1) Sincerity – While it runs the risk of being too emotional or cliché-ridden, your essay needs to be personal, intimate, while at the same time logical. The story has to “fit” – fit your personality, fit your stories, fit your other essays. It has to “make sense” and be convincing. The flow from one “story” to another has to be smooth, with each story sliding nicely into the next. Another great way to show sincerity could be to talk about personal/private moments, or about moments of weakness.

2) Community – Stanford’s commitment to social activism and contributing to one’s community is unquestionable. If possible, try to have at least one community service story, or at least some kind of community angle.

3) People – At the end of the day, regardless of what you chose as “What Matters Most“, the most effective essays of this kind are often about people – interacting with people, caring about people, making an impact on others.

Stanford “What Matters To Me” Supplement (50 followers benchmark)

I am afflicted with the curse of caring. I was born with it - the unfortunate combination of curiosity and sensitivity that leads to knowing too much and caring about even more. I have long come to terms with my disposition, but it makes answering this question difficult. To state what matters to me is to cram the whole world onto a list; the equivalent of asking me to find a way to pour my heart out, my entire being, and fit it into a measly little vial.

My family matters to me. My band matters to me. My council matters to me. Starving kids in Africa, stray dogs, people who don’t have shoes. Writing, learning, teaching, school, the inky black of 4 a.m. My nail polish collection, TV shows, gay rights, floral dresses, history, politics, and my mom’s atonal singing in the kitchen. Repealing No Child Left Behind, reforming the terrible education system in Nevada, the heavy scent of moth-eaten libraries, Harry Potter, and changing the world. My heart is scattered amongst a million little causes, amongst thousands of people. I care with reckless abandon because that is the only way I know how.

I love too fiercely, dedicate myself too fully, and speak too passionately. I feel deeply about many things, and at times, it leaves me wrung out and exhausted. I am the product of my surroundings: the good, the bad, the shallow, the deep, and everything in between. All these little things have to matter to me because they shape my life; they are tied up in the fibers of who I am and who I am still becoming, from bottles of nail polish to governmental reform.

The first thing I would like to say is There’s no such thing as good writing. There’s only good rewriting. Jazlyn is a fabulous writer, but I hope you find comfort in knowing that she didn’t just type this up one night and say, “Okay Stanford! Here ya go!" 

When Jazlyn first shared this essay with me on Google Docs, it wasn’t complete and it was over the word count. The general idea of the essay was good, but the second paragraph was too list-y. And by list-y, I mean when you read it, it felt like you were drowning in bullet points rather than briefly experiencing the world through Jazlyn’s eyes. 

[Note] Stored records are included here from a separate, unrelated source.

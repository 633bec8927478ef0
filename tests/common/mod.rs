// =============================================================================
// Shared test harness — synthetic markets, stub models, full-stack wiring
// =============================================================================
// Each integration-test binary compiles this module separately and uses a
// different subset of it.
#![allow(dead_code)]

use std::path::PathBuf;
use std::sync::Arc;

use chrono::{DateTime, Duration, Utc};

use meridian_bot::config::BotConfig;
use meridian_bot::cycle::TradingCycleManager;
use meridian_bot::errors::ModelError;
use meridian_bot::exchange::PaperExchange;
use meridian_bot::features::FeatureManager;
use meridian_bot::market_data::{Bar, Timeframe};
use meridian_bot::ml::{
    BaseModels, BaseWeights, ClassProbs, DegradationLevel, ModelCache, ProbabilityModel,
    StackingEnsemble,
};
use meridian_bot::notify::Notifier;
use meridian_bot::position::PositionTracker;
use meridian_bot::risk::RiskManager;
use meridian_bot::strategies::{build_strategies, StrategyManager};
use meridian_bot::types::TradeMode;

pub const PAPER_MARGIN_JPY: f64 = 1_000_000.0;

pub fn schema_path() -> PathBuf {
    PathBuf::from(env!("CARGO_MANIFEST_DIR")).join("config/feature_schema.json")
}

pub fn temp_state_dir() -> PathBuf {
    let dir = std::env::temp_dir().join(format!("meridian-e2e-{}", uuid::Uuid::new_v4()));
    std::fs::create_dir_all(&dir).expect("temp state dir");
    dir
}

/// Test configuration: fast execution timings, schema resolved from the repo.
pub fn test_config(state_dir: &std::path::Path) -> BotConfig {
    let mut config = BotConfig::default();
    config.mode = TradeMode::Backtest;
    config.state_dir = state_dir.to_string_lossy().to_string();
    config.features.schema_path = schema_path().to_string_lossy().to_string();
    config.execution.maker.wait_seconds = 1;
    config.execution.order_poll_interval_ms = 20;
    config.execution.retry_base_delay_ms = 10;
    config.execution.verify_after_seconds = 1;
    config
}

// -----------------------------------------------------------------------------
// Synthetic markets
// -----------------------------------------------------------------------------

fn series_start(n: usize, timeframe: Timeframe) -> DateTime<Utc> {
    let step = match timeframe {
        Timeframe::M15 => Duration::minutes(15),
        Timeframe::H4 => Duration::hours(4),
    };
    // Last bar closes one minute before now: recent, but never partial.
    Utc::now() - step * (n as i32) - Duration::minutes(1)
}

/// A steady uptrend: +`pct_per_bar` per bar with modest intrabar range.
pub fn trending_bars(n: usize, start_price: f64, pct_per_bar: f64) -> Vec<Bar> {
    let start = series_start(n, Timeframe::M15);
    (0..n)
        .map(|i| {
            let base = start_price * (1.0 + pct_per_bar).powi(i as i32);
            Bar::new(
                start + Duration::minutes(15 * i as i64),
                base,
                base * 1.0025,
                base * 0.9995,
                base * 1.002,
                5.0 + (i as f64 * 0.37).sin().abs(),
            )
        })
        .collect()
}

/// A tight oscillation around `mid`: amplitude `amp_pct` (e.g. 0.001 = ±0.1%).
pub fn oscillating_bars(n: usize, mid: f64, amp_pct: f64) -> Vec<Bar> {
    let start = series_start(n, Timeframe::M15);
    (0..n)
        .map(|i| {
            let phase = i as f64 * 0.53;
            let base = mid * (1.0 + amp_pct * phase.sin());
            Bar::new(
                start + Duration::minutes(15 * i as i64),
                base,
                base * (1.0 + amp_pct * 0.3),
                base * (1.0 - amp_pct * 0.3),
                base,
                4.0 + (i as f64 * 0.29).cos().abs(),
            )
        })
        .collect()
}

/// Supporting 4h bars drifting in the given direction, ending near now.
pub fn supporting_bars(n: usize, start_price: f64, pct_per_bar: f64) -> Vec<Bar> {
    let start = series_start(n, Timeframe::H4);
    (0..n)
        .map(|i| {
            let base = start_price * (1.0 + pct_per_bar).powi(i as i32);
            Bar::new(
                start + Duration::hours(4 * i as i64),
                base,
                base * 1.004,
                base * 0.996,
                base * 1.001,
                40.0,
            )
        })
        .collect()
}

// -----------------------------------------------------------------------------
// Stub models
// -----------------------------------------------------------------------------

pub struct FixedModel {
    probs: ClassProbs,
}

impl ProbabilityModel for FixedModel {
    fn predict_proba(&self, _features: &[f64]) -> Result<ClassProbs, ModelError> {
        Ok(self.probs)
    }
    fn name(&self) -> &str {
        "fixed"
    }
}

/// A stacking ensemble whose every model returns `probs`.
pub fn fixed_ensemble(level: DegradationLevel, probs: ClassProbs) -> StackingEnsemble {
    StackingEnsemble::from_parts(
        BaseModels {
            lightgbm: Box::new(FixedModel { probs }),
            xgboost: Box::new(FixedModel { probs }),
            random_forest: Box::new(FixedModel { probs }),
            meta: Box::new(FixedModel { probs }),
        },
        BaseWeights::default(),
        level,
    )
}

// -----------------------------------------------------------------------------
// Full-stack harness
// -----------------------------------------------------------------------------

pub struct Harness {
    pub manager: Arc<TradingCycleManager>,
    pub exchange: Arc<PaperExchange>,
    pub state_dir: PathBuf,
}

/// Wire the full decision stack against a paper exchange preloaded with the
/// given bars and the given (stubbed) ensemble.
pub fn build_harness(
    mut config: BotConfig,
    ensemble: StackingEnsemble,
    primary: Vec<Bar>,
    supporting: Vec<Bar>,
) -> Harness {
    config.validate().expect("test config must be valid");
    let state_dir = PathBuf::from(&config.state_dir);

    let exchange = Arc::new(PaperExchange::new(PAPER_MARGIN_JPY));
    exchange.set_bars(Timeframe::H4, supporting);
    exchange.set_bars(Timeframe::M15, primary);

    let feature_manager = Arc::new(
        FeatureManager::from_schema_file(&config.features.schema_path).expect("schema loads"),
    );
    let strategies = Arc::new(build_strategies(&config.strategies));
    let strategy_manager =
        StrategyManager::new(&config.dynamic_strategy_selection).expect("weights valid");
    let models = Arc::new(ModelCache::from_ensemble(ensemble));
    let tracker = Arc::new(PositionTracker::new(config.pair.clone()));
    let notifier = Arc::new(Notifier::disabled());

    let risk = RiskManager::new(
        config.risk.clone(),
        config.position.clone(),
        config.balance_alert.clone(),
        config.execution.price_tick,
        config.state_dir.clone(),
        config.mode,
        PAPER_MARGIN_JPY,
        Utc::now(),
    )
    .expect("risk manager builds");

    let manager = Arc::new(TradingCycleManager::new(
        config,
        exchange.clone(),
        feature_manager,
        strategies,
        strategy_manager,
        models,
        risk,
        tracker,
        notifier,
    ));

    Harness {
        manager,
        exchange,
        state_dir,
    }
}

impl Drop for Harness {
    fn drop(&mut self) {
        std::fs::remove_dir_all(&self.state_dir).ok();
    }
}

To refine the essay, I played around with the lengths of each item Jazlyn cares about. Rather than, "Stray dogs, TV shows, gay rights, floral dresses, nail polish, Harry Potter, libraries, education reform, politics, etc.,” I had Jazlyn break up her list into shorter sentences, lengthen the descriptions of certain items, and combine shorter descriptions with long ones to help the flow. I tried to think of it as a puzzle, so I kept reading it aloud until the paragraph had this gravitational pull. 

I think the reason this essay was successful (aside from Jazlyn’s excellent writing abillities) was because it fleshed out Jazlyn. She went beyond saying she likes learning and books and playing in the band. She included the seemingly trivial aspects of her life that, in all reality, make her Jazlyn. 

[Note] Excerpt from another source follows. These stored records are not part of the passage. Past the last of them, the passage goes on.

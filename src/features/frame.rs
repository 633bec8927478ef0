// =============================================================================
// FeatureFrame — immutable, ordered feature matrix for one cycle
// =============================================================================
//
// One row per closed primary bar (warmup rows already dropped), one column per
// schema feature, in schema order. The frame is built once per cycle and never
// mutated; strategies and the ensemble read the same snapshot.
// =============================================================================

use std::collections::HashMap;

use chrono::{DateTime, Utc};

use crate::errors::FeatureError;

#[derive(Debug, Clone)]
pub struct FeatureFrame {
    columns: Vec<String>,
    index: HashMap<String, usize>,
    timestamps: Vec<DateTime<Utc>>,
    rows: Vec<Vec<f64>>,
}

impl FeatureFrame {
    /// Assemble a frame, enforcing rectangular shape.
    pub fn new(
        columns: Vec<String>,
        timestamps: Vec<DateTime<Utc>>,
        rows: Vec<Vec<f64>>,
    ) -> Result<Self, FeatureError> {
        if timestamps.len() != rows.len() {
            return Err(FeatureError::SchemaMismatch(format!(
                "{} timestamps for {} rows",
                timestamps.len(),
                rows.len()
            )));
        }
        for (i, row) in rows.iter().enumerate() {
            if row.len() != columns.len() {
                return Err(FeatureError::SchemaMismatch(format!(
                    "row {i} has {} values for {} columns",
                    row.len(),
                    columns.len()
                )));
            }
        }

        let index = columns
            .iter()
            .enumerate()
            .map(|(i, c)| (c.clone(), i))
            .collect();

        Ok(Self {
            columns,
            index,
            timestamps,
            rows,
        })
    }

    pub fn columns(&self) -> &[String] {
        &self.columns
    }

    pub fn len(&self) -> usize {
        self.rows.len()
    }

    pub fn is_empty(&self) -> bool {
        self.rows.is_empty()
    }

    pub fn timestamps(&self) -> &[DateTime<Utc>] {
        &self.timestamps
    }

    pub fn row(&self, idx: usize) -> Option<FeatureRow<'_>> {
        if idx < self.rows.len() {
            Some(FeatureRow { frame: self, idx })
        } else {
            None
        }
    }

    /// The most recent row — the decision row for the current cycle.
    pub fn latest(&self) -> Option<FeatureRow<'_>> {
        self.rows.len().checked_sub(1).and_then(|i| self.row(i))
    }

    pub fn value(&self, row: usize, column: &str) -> Option<f64> {
        let col = *self.index.get(column)?;
        self.rows.get(row).map(|r| r[col])
    }
}

/// A borrowed view of one frame row with by-name access.
#[derive(Debug, Clone, Copy)]
pub struct FeatureRow<'a> {
    frame: &'a FeatureFrame,
    idx: usize,
}

impl<'a> FeatureRow<'a> {
    pub fn get(&self, column: &str) -> Option<f64> {
        self.frame.value(self.idx, column)
    }

    /// All values in schema column order.
    pub fn values(&self) -> &'a [f64] {
        &self.frame.rows[self.idx]
    }

    pub fn timestamp(&self) -> DateTime<Utc> {
        self.frame.timestamps[self.idx]
    }

    pub fn index(&self) -> usize {
        self.idx
    }
}
// =============================================================================
// ONNX-backed probability model
// =============================================================================
//
// Wraps one ONNX Runtime session. The session is behind a `Mutex` because
// `run` takes the session mutably; cycles are single-threaded so there is no
// contention in practice.
// =============================================================================

use std::path::Path;
use std::sync::Mutex;

use ort::session::Session;
use tracing::info;

use crate::errors::ModelError;
use crate::ml::predictor::{sanitize_probs, ClassProbs, ProbabilityModel};

pub struct OnnxModel {
    session: Mutex<Session>,
    name: String,
    input_len: usize,
}

impl OnnxModel {
    /// Load an ONNX artifact from disk.
    pub fn load(path: &Path, name: impl Into<String>, input_len: usize) -> Result<Self, ModelError> {
        let name = name.into();
        if !path.exists() {
            return Err(ModelError::Load(format!(
                "{name}: artifact not found at {}",
                path.display()
            )));
        }

        let session = Session::builder()
            .map_err(|e| ModelError::Load(format!("{name}: session builder failed: {e}")))?
            .commit_from_file(path)
            .map_err(|e| ModelError::Load(format!("{name}: {e}")))?;

        info!(model = %name, path = %path.display(), input_len, "ONNX model loaded");

        Ok(Self {
            session: Mutex::new(session),
            name,
            input_len,
        })
    }
}

impl ProbabilityModel for OnnxModel {
    fn predict_proba(&self, features: &[f64]) -> Result<ClassProbs, ModelError> {
        if features.len() != self.input_len {
            return Err(ModelError::ShapeMismatch {
                expected: self.input_len,
                got: features.len(),
            });
        }

        let flat: Vec<f32> = features.iter().map(|v| *v as f32).collect();
        let shape = vec![1, self.input_len];

        let input_value = ort::value::Value::from_array((shape.as_slice(), flat))
            .map_err(|e| ModelError::Inference(format!("{}: input build failed: {e}", self.name)))?;
        let inputs = ort::inputs![input_value];

        let mut session = self
            .session
            .lock()
            .map_err(|e| ModelError::Inference(format!("{}: session lock poisoned: {e}", self.name)))?;

        let outputs = session
            .run(inputs)
            .map_err(|e| ModelError::Inference(format!("{}: {e}", self.name)))?;

        // Probability output is the last tensor-valued output (classifier
        // exports often emit [label, probabilities]).
        let mut probs: Option<ClassProbs> = None;
        for (_, value) in outputs.iter() {
            if let Ok((_, data)) = value.try_extract_tensor::<f32>() {
                if data.len() >= 3 {
                    let tail = &data[data.len() - 3..];
                    probs = Some([tail[0] as f64, tail[1] as f64, tail[2] as f64]);
                }
            }
        }

        let raw = probs.ok_or_else(|| {
            ModelError::Inference(format!(
                "{}: no 3-class probability tensor in model output",
                self.name
            ))
        })?;

        sanitize_probs(raw, &self.name)
    }

    fn name(&self) -> &str {
        &self.name
    }
}

impl std::fmt::Debug for OnnxModel {
    fn fmt(&self, f: &mut std::fmt::Formatter<'_>) -> std::fmt::Result {
        f.debug_struct("OnnxModel")
            .field("name", &self.name)
            .field("input_len", &self.input_len)
            .finish()
    }
}

// =============================================================================
// Unit Tests
// =============================================================================
#[cfg(test)]
mod tests {
    use super::*;

    #[test]
    fn missing_artifact_is_load_error() {
        let err = OnnxModel::load(Path::new("/nonexistent/model.onnx"), "lgbm", 55).unwrap_err();
        assert!(matches!(err, ModelError::Load(_)));
    }
}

My best piece of advice is to not be afraid of showing who you really are, even if you think certain characteristics are unimportant or irrelevant. During the college application process (and even up to now), I would ask Jazlyn “Who should I be? Who am I? I don’t know who I am!” And Jazlyn was always that voice saying, “Be you! Be Victoria!”  After that, writing my essays sort of became fun because I was writing about a topic I’m somewhat of an expert on: myself.